My connection pools in both servers use the exact same configuration and I added a charset-parameter for both (ISO8859-1). I cannot update to Firebird 3 since the database in question is one of our ERP-System.

I tried the following connection charsets: ISO8859-1, UTF8, Windows1252, NONE

I also did another test and wrote a small program using a "plain" JDBCConnection: I get the same results as with Glassfish + JPA. I think it's a Jaybird issue in relation to the operating system it's being used on.

firebird-automations commented 8 years ago

Commented by: @mrotteveel

Can you post all that is necessary to reproduce this. Preferably a simple executable that demonstrates storing the data and retrieval of data and a backup of a database with existing data that exhibits the problem

As I also commented on stackoverflow, this can happen when there is a mismatch between character sets when storing and retrieving data.

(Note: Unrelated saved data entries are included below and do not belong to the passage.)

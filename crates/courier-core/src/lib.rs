//! courier-core — wire envelope, chunker, control vocabulary, and config.
//! Both the daemon and the client depend on this one.

pub mod chunker;
pub mod config;
pub mod control;
pub mod envelope;

pub use chunker::{chunks, CHUNK_SIZE};
pub use control::Frame;
pub use envelope::{Envelope, EnvelopeError, MESSAGE_SIZE_LIMIT};
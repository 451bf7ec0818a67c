//! Control vocabulary — out-of-band commands shared with data traffic.
//!
//! Control messages travel over the same channel as data and are told apart
//! by raw content alone, before any envelope decoding is attempted. The
//! literals are matched verbatim: case-sensitive, no surrounding whitespace.

/// Liveness probe, client → server.
pub const PING: &[u8] = b"ping";

/// Probe reply, server → client.
pub const ONLINE: &[u8] = b"online";

/// Transfer complete for this origin, client → server.
pub const END: &[u8] = b"end";

/// A received datagram, classified by raw content.
#[derive(Debug, Clone, Copy, PartialEq, Eq)]
pub enum Frame<'a> {
    /// Liveness probe — answer with [`ONLINE`].
    Ping,
    /// The sending origin's transfer is complete.
    End,
    /// Anything else — must decode as an envelope.
    Data(&'a [u8]),
}

/// Classify a raw datagram.
pub fn classify(datagram: &[u8]) -> Frame<'_> {
    match datagram {
        PING => Frame::Ping,
        END => Frame::End,
        other => Frame::Data(other),
    }
}

// ── Tests ─────────────────────────────────────────────────────────────────────
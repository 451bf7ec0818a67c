//! Courier integration test harness.
//!
//! Tests run a real dispatch loop on a loopback UDP socket and drive it
//! through the public wire protocol — raw control literals and JSON
//! envelopes — exactly as a remote client would.
//!
//! Each test starts its own server on an ephemeral port; tests share
//! nothing and may run concurrently.

use std::net::SocketAddr;
use std::sync::Arc;
use std::time::Duration;

use tokio::net::UdpSocket;
use tokio::sync::{broadcast, mpsc};

use courier_core::envelope::{Envelope, MESSAGE_SIZE_LIMIT};
use courier_services::{serve, CompletedTransfer, Dispatcher};

mod liveness;
mod resilience;

// ── Harness ───────────────────────────────────────────────────────────────────

/// A dispatch loop running on an ephemeral loopback port.
pub struct TestServer {
    pub addr: SocketAddr,
    pub dispatcher: Arc<Dispatcher>,
    pub completed: mpsc::Receiver<CompletedTransfer>,
    shutdown: broadcast::Sender<()>,
}

impl Drop for TestServer {
    fn drop(&mut self) {
        let _ = self.shutdown.send(());
    }
}

/// Bind a loopback socket for a server that is not serving yet.
pub async fn bind_server() -> Arc<UdpSocket> {
    Arc::new(UdpSocket::bind("127.0.0.1:0").await.expect("bind server"))
}

/// Start the dispatch loop on an already-bound socket.
pub fn serve_on(socket: Arc<UdpSocket>) -> TestServer {
    let addr = socket.local_addr().expect("server addr");
    let dispatcher = Arc::new(Dispatcher::new(MESSAGE_SIZE_LIMIT));
    let (completed_tx, completed_rx) = mpsc::channel(16);
    let (shutdown_tx, _) = broadcast::channel(1);

    tokio::spawn(serve(
        socket,
        dispatcher.clone(),
        completed_tx,
        shutdown_tx.subscribe(),
    ));

    TestServer {
        addr,
        dispatcher,
        completed: completed_rx,
        shutdown: shutdown_tx,
    }
}

/// Bind and serve in one step.
pub async fn start_server() -> TestServer {
    serve_on(bind_server().await)
}

/// A wire-level client: one loopback socket aimed at a server.
pub struct TestClient {
    pub socket: UdpSocket,
    server: SocketAddr,
}

impl TestClient {
    pub async fn new(server: SocketAddr) -> Self {
        let socket = UdpSocket::bind("127.0.0.1:0").await.expect("bind client");
        Self { socket, server }
    }

    pub async fn send_raw(&self, datagram: &[u8]) {
        self.socket
            .send_to(datagram, self.server)
            .await
            .expect("send datagram");
    }

    /// Wrap one chunk body in an envelope and send it.
    pub async fn send_chunk(&self, body: &str) {
        let bytes = Envelope {
            title: "A Fairy Song".into(),
            author: "William Shakespeare".into(),
            body: body.into(),
        }
        .encode(MESSAGE_SIZE_LIMIT)
        .expect("encode chunk");
        self.send_raw(&bytes).await;
    }

    pub async fn send_end(&self) {
        self.send_raw(b"end").await;
    }

    /// Receive one reply, or `None` after `timeout`.
    pub async fn recv_reply(&self, timeout: Duration) -> Option<Vec<u8>> {
        let mut buf = [0u8; 512];
        match tokio::time::timeout(timeout, self.socket.recv_from(&mut buf)).await {
            Ok(Ok((len, _))) => Some(buf[..len].to_vec()),
            _ => None,
        }
    }
}

/// Wait for the next completed transfer, panicking if none arrives in time.
pub async fn next_completed(server: &mut TestServer) -> CompletedTransfer {
    tokio::time::timeout(Duration::from_secs(5), server.completed.recv())
        .await
        .expect("timed out waiting for a completed transfer")
        .expect("dispatch loop gone")
}
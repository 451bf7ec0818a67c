use crate::*;

/// A probe sent before the dispatch loop is running gets no reply; once the
/// loop starts on the same socket, the poll exits on the exact `online`
/// literal.
#[tokio::test]
async fn probe_loop_exits_once_the_server_comes_up() {
    let socket = bind_server().await;
    let addr = socket.local_addr().unwrap();
    let client = TestClient::new(addr).await;

    // Hold the dispatch loop back while the client is already polling.
    tokio::spawn(async move {
        tokio::time::sleep(Duration::from_millis(300)).await;
        // Leak the server handle so the loop outlives this task.
        std::mem::forget(serve_on(socket));
    });

    let mut unanswered = 0;
    let mut reply = None;
    for _ in 0..50 {
        client.send_raw(b"ping").await;
        match client.recv_reply(Duration::from_millis(100)).await {
            Some(r) => {
                reply = Some(r);
                break;
            }
            None => unanswered += 1,
        }
    }

    assert_eq!(reply.expect("server never answered"), b"online");
    assert!(
        unanswered >= 1,
        "expected at least one unanswered probe before the server came up"
    );
}

#[tokio::test]
async fn ping_is_answered_with_online() {
    let server = start_server().await;
    let client = TestClient::new(server.addr).await;

    client.send_raw(b"ping").await;
    let reply = client
        .recv_reply(Duration::from_secs(2))
        .await
        .expect("server should answer a probe");
    assert_eq!(reply, b"online");
}

#[tokio::test]
async fn probes_do_not_open_sessions() {
    let server = start_server().await;
    let client = TestClient::new(server.addr).await;

    for _ in 0..3 {
        client.send_raw(b"ping").await;
        client.recv_reply(Duration::from_secs(2)).await.unwrap();
    }

    assert!(server.dispatcher.sessions().is_empty());
}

What I forgot to mention there is that blobs in Jaybird 2.2 and earlier are even more a special case, as we only use the connection character set to determine conversion, and not the actual character set of the blob. So if you stored data from windows with connection character set NONE (which is the default if nothing is specified!), than chance are high it was stored as Cp1252 (if you are in Western Europe; behavior depending on Windows and Java version), and when you retrieve under Linux with NONE it will usually be retrieved as UTF-8.

firebird-automations commented 8 years ago

Commented by: Benjamin Judas (benjamin.judas)

Simple Test case

firebird-automations commented 8 years ago
Modified by: Benjamin Judas (benjamin.judas) Attachment: FBTest\.java \[ 13013 \]
firebird-automations commented 8 years ago

Commented by: Benjamin Judas (benjamin.judas)

I added a simple testcase which demonstrates the problem. I cannot offer you the executable (proprietary, non free) for storing the data or a copy of the database (9GiB).

firebird-automations commented 8 years ago

Commented by: Benjamin Judas (benjamin.judas)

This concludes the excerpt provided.